As far as catfish go, pimelodids are far more "eat 'em uppers" than cleaner uppers, with even small species possessing and utilizing relatively large mouths to suck up their tankmates, particularly at night. And some of this families members are amongst the largest of freshwater fishes, reaching several feet in length, and quickly so under propitious aquarium conditions. There are only a few "rules" to abide by in the keeping of pimelodids; selection of initially healthy stock, some basic water quality provision, avoidance of toxic, but common medications. Here we'll detail the more common species available, their simple husbandry and some pointers on what to avoid in their aquarium care.

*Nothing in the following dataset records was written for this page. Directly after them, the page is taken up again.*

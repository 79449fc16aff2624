//! Idle Timeout State Machine
//!
//! Pure bookkeeping for the inactivity logout. No browser timers live here:
//! every transition returns a [`TimerCommand`] telling the caller what to do
//! with its real timer handle.
//!
//! States:
//! - `Disabled`: nothing pending. Either the policy is off, or it was switched
//!   back on and waits for the next reset.
//! - `Armed`: one expiration is pending at `deadline_ms`.
//! - `Expired`: the pending expiration fired.

pub const MS_PER_SECOND: u32 = 1_000;
pub const MS_PER_MINUTE: u32 = 60 * MS_PER_SECOND;

/// Longest delay `setTimeout` accepts; larger values wrap negative and fire at once
pub const MAX_DELAY_MS: u32 = i32::MAX as u32;

/// Session timeout policy
#[derive(Clone, Copy, Debug, PartialEq, Eq)]
pub struct TimeoutPolicy {
    pub enabled: bool,
    pub timeout_ms: u32,
}

impl TimeoutPolicy {
    pub fn from_minutes(enabled: bool, minutes: u32) -> Self {
        Self {
            enabled,
            timeout_ms: minutes.max(1).saturating_mul(MS_PER_MINUTE).min(MAX_DELAY_MS),
        }
    }
}

impl Default for TimeoutPolicy {
    /// Off until the real policy is loaded
    fn default() -> Self {
        Self::from_minutes(false, 10)
    }
}

#[derive(Clone, Copy, Debug, PartialEq)]
pub enum IdleState {
    Disabled,
    Armed { deadline_ms: f64, generation: u64 },
    Expired,
}

/// What the owner of the browser timer has to do after a transition
#[derive(Clone, Copy, Debug, PartialEq, Eq)]
pub enum TimerCommand {
    /// Drop any pending timeout and schedule a new one
    Schedule { delay_ms: u32, generation: u64 },
    /// Drop any pending timeout
    Cancel,
    /// Leave the pending timeout alone
    Keep,
}

#[derive(Clone, Debug)]
pub struct IdleMachine {
    policy: TimeoutPolicy,
    state: IdleState,
    remaining_secs: u32,
    generation: u64,
}

impl IdleMachine {
    pub fn new(policy: TimeoutPolicy) -> Self {
        Self {
            policy,
            state: IdleState::Disabled,
            remaining_secs: policy.timeout_ms / MS_PER_SECOND,
            generation: 0,
        }
    }

    pub fn policy(&self) -> TimeoutPolicy {
        self.policy
    }

    pub fn state(&self) -> IdleState {
        self.state
    }

    pub fn is_enabled(&self) -> bool {
        self.policy.enabled
    }

    pub fn timeout_ms(&self) -> u32 {
        self.policy.timeout_ms
    }

    /// Seconds shown by the countdown display
    pub fn remaining_secs(&self) -> u32 {
        self.remaining_secs
    }

    pub fn deadline_ms(&self) -> Option<f64> {
        match self.state {
            IdleState::Armed { deadline_ms, .. } => Some(deadline_ms),
            _ => None,
        }
    }

    /// Replace the whole policy (settings loaded) and start counting if enabled.
    pub fn configure(&mut self, policy: TimeoutPolicy, now_ms: f64) -> TimerCommand {
        self.policy.enabled = policy.enabled;
        self.reset(now_ms, Some(policy.timeout_ms))
    }

    /// Cancel the pending expiration and, when enabled, arm a new one.
    ///
    /// A non-zero `new_timeout_ms` also replaces the stored timeout and
    /// refills the countdown display.
    pub fn reset(&mut self, now_ms: f64, new_timeout_ms: Option<u32>) -> TimerCommand {
        if let Some(timeout_ms) = new_timeout_ms.filter(|ms| *ms > 0) {
            let timeout_ms = timeout_ms.min(MAX_DELAY_MS);
            self.policy.timeout_ms = timeout_ms;
            self.remaining_secs = timeout_ms / MS_PER_SECOND;
        }

        self.generation += 1;
        if !self.policy.enabled {
            self.state = IdleState::Disabled;
            return TimerCommand::Cancel;
        }

        let delay_ms = self.policy.timeout_ms;
        self.state = IdleState::Armed {
            deadline_ms: now_ms + f64::from(delay_ms),
            generation: self.generation,
        };
        TimerCommand::Schedule {
            delay_ms,
            generation: self.generation,
        }
    }

    pub fn disable(&mut self) -> TimerCommand {
        self.policy.enabled = false;
        self.generation += 1;
        self.state = IdleState::Disabled;
        TimerCommand::Cancel
    }

    /// Turn the policy on without arming; the next reset arms it.
    pub fn enable(&mut self) -> TimerCommand {
        self.policy.enabled = true;
        TimerCommand::Keep
    }

    pub fn toggle(&mut self) -> TimerCommand {
        if self.policy.enabled {
            self.disable()
        } else {
            self.enable()
        }
    }

    /// One-second display tick. Never touches the pending expiration.
    pub fn tick(&mut self) -> u32 {
        if self.policy.enabled && self.remaining_secs > 0 {
            self.remaining_secs -= 1;
        }
        self.remaining_secs
    }

    /// Expiration callback for `generation`. Returns true only for the
    /// currently armed generation.
    pub fn fire(&mut self, generation: u64) -> bool {
        match self.state {
            IdleState::Armed { generation: armed, .. } if armed == generation => {
                self.state = IdleState::Expired;
                true
            }
            _ => false,
        }
    }
}

impl Default for IdleMachine {
    fn default() -> Self {
        Self::new(TimeoutPolicy::default())
    }
}

#[cfg(test)]
mod tests {
    use super::*;

    fn scheduled(cmd: TimerCommand) -> (u32, u64) {
        match cmd {
            TimerCommand::Schedule { delay_ms, generation } => (delay_ms, generation),
            other => panic!("expected Schedule, got {:?}", other),
        }
    }

    #[test]
    fn test_one_minute_countdown_scenario() {
        let mut machine = IdleMachine::default();
        let cmd = machine.configure(TimeoutPolicy::from_minutes(true, 1), 0.0);
        assert_eq!(scheduled(cmd).0, 60_000);
        assert_eq!(machine.remaining_secs(), 60);

        for _ in 0..10 {
            machine.tick();
        }
        assert_eq!(machine.remaining_secs(), 50);
        // Ticking leaves the deadline alone
        assert_eq!(machine.deadline_ms(), Some(60_000.0));

        // Activity passes the current timeout back in
        let current = machine.timeout_ms();
        let cmd = machine.reset(10_000.0, Some(current));
        assert_eq!(scheduled(cmd).0, 60_000);
        assert_eq!(machine.remaining_secs(), 60);
        assert_eq!(machine.deadline_ms(), Some(70_000.0));
    }

    #[test]
    fn test_repeated_reset_keeps_one_live_generation() {
        let mut machine = IdleMachine::new(TimeoutPolicy { enabled: true, timeout_ms: 5_000 });
        let (_, first) = scheduled(machine.reset(0.0, None));
        let (_, second) = scheduled(machine.reset(100.0, None));
        let (delay, last) = scheduled(machine.reset(200.0, None));

        assert_eq!(delay, 5_000);
        assert_eq!(machine.deadline_ms(), Some(5_200.0));
        assert!(!machine.fire(first));
        assert!(!machine.fire(second));
        assert!(machine.fire(last));
        assert_eq!(machine.state(), IdleState::Expired);
        // Only once
        assert!(!machine.fire(last));
    }

    #[test]
    fn test_disabled_policy_never_arms() {
        let mut machine = IdleMachine::new(TimeoutPolicy { enabled: false, timeout_ms: 5_000 });
        for step in 0..5 {
            assert_eq!(machine.reset(f64::from(step) * 1_000.0, Some(5_000)), TimerCommand::Cancel);
        }
        assert_eq!(machine.state(), IdleState::Disabled);
        assert!(!machine.fire(machine.generation));
    }

    #[test]
    fn test_enable_does_not_rearm_until_reset() {
        let mut machine = IdleMachine::new(TimeoutPolicy { enabled: true, timeout_ms: 5_000 });
        let (_, armed) = scheduled(machine.reset(0.0, None));

        assert_eq!(machine.toggle(), TimerCommand::Cancel);
        assert!(!machine.is_enabled());
        assert!(!machine.fire(armed));

        assert_eq!(machine.toggle(), TimerCommand::Keep);
        assert!(machine.is_enabled());
        assert_eq!(machine.state(), IdleState::Disabled);

        let (delay, rearmed) = scheduled(machine.reset(1_000.0, None));
        assert_eq!(delay, 5_000);
        assert!(machine.fire(rearmed));
    }

    #[test]
    fn test_tick_stops_at_zero_and_when_disabled() {
        let mut machine = IdleMachine::new(TimeoutPolicy { enabled: true, timeout_ms: 2_000 });
        machine.reset(0.0, Some(2_000));
        assert_eq!(machine.tick(), 1);
        assert_eq!(machine.tick(), 0);
        assert_eq!(machine.tick(), 0);

        machine.reset(0.0, Some(3_000));
        machine.disable();
        assert_eq!(machine.tick(), 3);
    }

    #[test]
    fn test_zero_timeout_is_ignored() {
        let mut machine = IdleMachine::new(TimeoutPolicy { enabled: true, timeout_ms: 4_000 });
        let (delay, _) = scheduled(machine.reset(0.0, Some(0)));
        assert_eq!(delay, 4_000);
        assert_eq!(machine.remaining_secs(), 4);
    }

    #[test]
    fn test_configure_disabled_cancels() {
        let mut machine = IdleMachine::new(TimeoutPolicy { enabled: true, timeout_ms: 4_000 });
        machine.reset(0.0, None);
        let cmd = machine.configure(TimeoutPolicy::from_minutes(false, 30), 10.0);
        assert_eq!(cmd, TimerCommand::Cancel);
        assert_eq!(machine.timeout_ms(), 30 * MS_PER_MINUTE);
        assert_eq!(machine.remaining_secs(), 1_800);
        assert_eq!(machine.deadline_ms(), None);
    }

    #[test]
    fn test_huge_timeout_is_capped_to_browser_limit() {
        let mut machine = IdleMachine::default();
        let (delay_ms, _) = scheduled(machine.configure(TimeoutPolicy::from_minutes(true, 40_000), 0.0));
        assert_eq!(delay_ms, MAX_DELAY_MS);
        assert!(i32::try_from(delay_ms).is_ok());

        let (delay_ms, _) = scheduled(machine.reset(0.0, Some(u32::MAX)));
        assert_eq!(delay_ms, MAX_DELAY_MS);
        assert_eq!(machine.timeout_ms(), MAX_DELAY_MS);
    }
}
//! In-flight request counter behind the global loading indicator

#[derive(Clone, Copy, Debug, Default, PartialEq, Eq)]
pub struct LoadingCounter {
    in_flight: u32,
}

impl LoadingCounter {
    pub fn start(&mut self) {
        self.in_flight = self.in_flight.saturating_add(1);
    }

    /// Never goes below zero
    pub fn settle(&mut self) {
        self.in_flight = self.in_flight.saturating_sub(1);
    }

    pub fn in_flight(&self) -> u32 {
        self.in_flight
    }

    pub fn is_loading(&self) -> bool {
        self.in_flight > 0
    }
}

#[cfg(test)]
mod tests {
    use super::*;

    #[test]
    fn test_overlapping_requests() {
        let mut counter = LoadingCounter::default();
        counter.start();
        counter.start();
        counter.settle();
        // One request still out, indicator stays up
        assert!(counter.is_loading());
        counter.settle();
        assert!(!counter.is_loading());
    }

    #[test]
    fn test_settle_saturates() {
        let mut counter = LoadingCounter::default();
        counter.settle();
        assert_eq!(counter.in_flight(), 0);
        counter.start();
        assert_eq!(counter.in_flight(), 1);
    }
}
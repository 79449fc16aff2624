#![allow(warnings)]
//! Taskboard Frontend Entry Point

mod api;
mod app;
mod auth;
mod board;
mod components;
mod config;
mod context;
mod logging;
mod models;
mod pages;
mod services;
mod store;

use app::App;
use leptos::prelude::*;

fn main() {
    console_error_panic_hook::set_once();
    logging::init(config::AppConfig::load().log_level);
    mount_to_body(App);
}
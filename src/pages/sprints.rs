//! Sprints Page

use leptos::prelude::*;
use leptos::task::spawn_local;

use crate::api::{parse_date, use_api, CreateSprintArgs};
use crate::models::Sprint;
use crate::services::use_dialog;

fn format_range(sprint: &Sprint) -> String {
    let format = |date: Option<chrono::NaiveDate>| {
        date.map(|d| d.format("%Y-%m-%d").to_string())
            .unwrap_or_else(|| "…".to_string())
    };
    format!("{} → {}", format(sprint.start_date), format(sprint.end_date))
}

#[component]
pub fn SprintsPage(project_id: u32) -> impl IntoView {
    let api = use_api();
    let dialog = use_dialog();
    let sprints = RwSignal::new(Vec::<Sprint>::new());
    let name = RwSignal::new(String::new());
    let start_date = RwSignal::new(String::new());
    let end_date = RwSignal::new(String::new());

    let load_api = api.clone();
    spawn_local(async move {
        match load_api.list_sprints(project_id).await {
            Ok(loaded) => sprints.set(loaded),
            Err(err) => log::error!("[SPRINT] failed to load sprints: {}", err),
        }
    });

    let add_api = api.clone();
    let on_add = move |ev: web_sys::SubmitEvent| {
        ev.prevent_default();
        let api = add_api.clone();
        spawn_local(async move {
            let sprint_name = name.get_untracked().trim().to_string();
            let args = CreateSprintArgs {
                name: &sprint_name,
                start_date: parse_date(&start_date.get_untracked()),
                end_date: parse_date(&end_date.get_untracked()),
                project_id,
            };
            match api.create_sprint(&args).await {
                Ok(created) => {
                    let sprint = Sprint {
                        sprint_id: created.sprint_id,
                        name: sprint_name.clone(),
                        start_date: args.start_date,
                        end_date: args.end_date,
                        project_id: Some(project_id),
                    };
                    sprints.update(|list| list.push(sprint));
                    name.set(String::new());
                    start_date.set(String::new());
                    end_date.set(String::new());
                }
                Err(err) => dialog.info(err.user_message("Failed to add sprint")),
            }
        });
    };

    let delete = move |sprint_id: u32| {
        let api = api.clone();
        dialog.confirm("Are you sure you want to delete this sprint?", move || {
            let api = api.clone();
            spawn_local(async move {
                match api.delete_sprint(sprint_id).await {
                    Ok(()) => sprints.update(|list| list.retain(|s| s.sprint_id != sprint_id)),
                    Err(err) => dialog.info(err.user_message("Failed to delete sprint")),
                }
            });
        });
    };

    let date_field = move |label: &'static str, value: RwSignal<String>| {
        view! {
            <label>
                {label}
                <input
                    type="date"
                    prop:value=move || value.get()
                    on:input=move |ev| value.set(event_target_value(&ev))
                />
            </label>
        }
    };

    view! {
        <section class="sprints-page">
            <h2>"Sprints"</h2>
            <form class="inline-form" on:submit=on_add>
                <label>
                    "Sprint Name"
                    <input
                        type="text"
                        required
                        prop:value=move || name.get()
                        on:input=move |ev| name.set(event_target_value(&ev))
                    />
                </label>
                {date_field("Start Date", start_date)}
                {date_field("End Date", end_date)}
                <button type="submit" class="primary-btn">"Add Sprint"</button>
            </form>
            <ul class="sprint-list">
                <For
                    each=move || sprints.get()
                    key=|sprint| sprint.sprint_id
                    children=move |sprint| {
                        let sprint_id = sprint.sprint_id;
                        let delete = delete.clone();
                        view! {
                            <li class="sprint-row">
                                <span class="sprint-name">{sprint.name.clone()}</span>
                                <span class="sprint-dates">{format_range(&sprint)}</span>
                                <button class="icon-btn" title="Delete" on:click=move |_| delete(sprint_id)>"×"</button>
                            </li>
                        }
                    }
                />
            </ul>
        </section>
    }
}
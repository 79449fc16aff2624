//! Profile Page
//!
//! Edit the current user's profile, change password, delete the account.

use leptos::prelude::*;
use leptos::task::spawn_local;

use crate::api::{use_api, ProfileUpdate};
use crate::context::{use_app_context, Screen};
use crate::models::{Sex, User};
use crate::services::use_dialog;

#[component]
pub fn ProfilePage() -> impl IntoView {
    let api = use_api();
    let ctx = use_app_context();
    let dialog = use_dialog();
    let user = RwSignal::new(User::default());
    let new_password = RwSignal::new(String::new());

    let load_api = api.clone();
    spawn_local(async move {
        match load_api.current_user().await {
            Ok(loaded) => user.set(loaded),
            Err(err) => {
                log::error!("[PROFILE] failed to load user: {}", err);
                dialog.info("Failed to load user data.");
            }
        }
    });

    let save_api = api.clone();
    let on_save = move |ev: web_sys::SubmitEvent| {
        ev.prevent_default();
        let api = save_api.clone();
        spawn_local(async move {
            let current = user.get_untracked();
            let password = new_password.get_untracked();
            let args = ProfileUpdate {
                username: current.username.trim(),
                company: current.company.trim(),
                phone: current.phone.trim(),
                sex: current.sex,
                new_password: Some(password.as_str()).filter(|p| !p.is_empty()),
            };
            match api.update_profile(&args).await {
                Ok(()) => {
                    new_password.set(String::new());
                    dialog.info("Profile updated successfully");
                }
                Err(err) => dialog.info(err.user_message("Failed to update profile!")),
            }
        });
    };

    let on_delete = move |_: web_sys::MouseEvent| {
        let api = api.clone();
        dialog.confirm(
            "Are you sure you want to delete your account? This action cannot be undone.",
            move || {
                let api = api.clone();
                spawn_local(async move {
                    if let Err(err) = api.delete_account().await {
                        log::error!("[PROFILE] failed to delete account: {}", err);
                        dialog.info("Failed to delete account. Please try again.");
                        return;
                    }
                    if let Err(err) = api.logout().await {
                        log::warn!("[PROFILE] logout after account deletion failed: {}", err);
                    }
                    ctx.navigate(Screen::Start);
                });
            },
        );
    };

    let text_field = move |label: &'static str, read: fn(&User) -> &str, write: fn(&mut User, String)| {
        view! {
            <label>
                {label}
                <input
                    type="text"
                    prop:value=move || user.with(|u| read(u).to_string())
                    on:input=move |ev| user.update(|u| write(u, event_target_value(&ev)))
                />
            </label>
        }
    };

    view! {
        <section class="profile-page">
            <h2>"Profile"</h2>
            <form class="stacked-form" on:submit=on_save>
                {text_field("Username", |u| u.username.as_str(), |u, v| u.username = v)}
                <label>
                    "Email Address"
                    <input type="email" readonly prop:value=move || user.with(|u| u.email.clone()) />
                </label>
                <label>
                    "New Password"
                    <input
                        type="password"
                        placeholder="Leave blank to keep the current password"
                        prop:value=move || new_password.get()
                        on:input=move |ev| new_password.set(event_target_value(&ev))
                    />
                </label>
                {text_field("Company", |u| u.company.as_str(), |u, v| u.company = v)}
                {text_field("Phone", |u| u.phone.as_str(), |u, v| u.phone = v)}
                <label>
                    "Sex"
                    <select on:change=move |ev| user.update(|u| u.sex = Sex::parse(&event_target_value(&ev)))>
                        {Sex::ALL
                            .into_iter()
                            .map(|option| view! {
                                <option value=option.as_str() prop:selected=move || user.with(|u| u.sex == option)>
                                    {option.label()}
                                </option>
                            })
                            .collect_view()}
                    </select>
                </label>
                <div class="form-actions">
                    <button type="submit" class="primary-btn">"Save"</button>
                    <button type="button" class="danger-btn" on:click=on_delete>"Delete Account"</button>
                </div>
            </form>
        </section>
    }
}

For those who thought they knew about all because they've seen a striped and pictus catfish, a really big red-tailed cat, a shovel nose and crosses of the same, you're in for a bit of a shock. This Central and South American and some of the larger Caribbean islands catfish family is composed of some 56 genera and 300 and counting species. Pimelodids are characterized as possessing a pair of long maxillary/upper barbels/whiskers and two pair of shorter mandibular ones, naked (scaleless) bodies, possess elongated adipose fins, and importantly possessing or not stout spines on the anterior of their dorsal and pectoral fins (more about the latter below).
Size-wise: Whereas some of the smaller pimelodids max out at a few inches in length (genus Microglanis), the not-uncommonly offered Red Tailed Cat, Phractocephalus hemilopterus can grow to more than 4 foot in length, and Zungaro zungaro at five are dwarfed by the giant of the family, Brachyplatystoma filamentosum at about 3 meters.
Selection: Know Your Species! Planning ahead: Tank size, shape and tankmates.
These catfish are demersal, spending almost all their time on the bottom, at times being quite active during the day, but principally hunting for food by dark of night. They prefer larger quarters that are aquascaped in such ways that allow them to turn around easily and get out of bright lighting. We mention this here to forewarn folks who might want to acquire pimelodids that they will do well only in this sort of setting.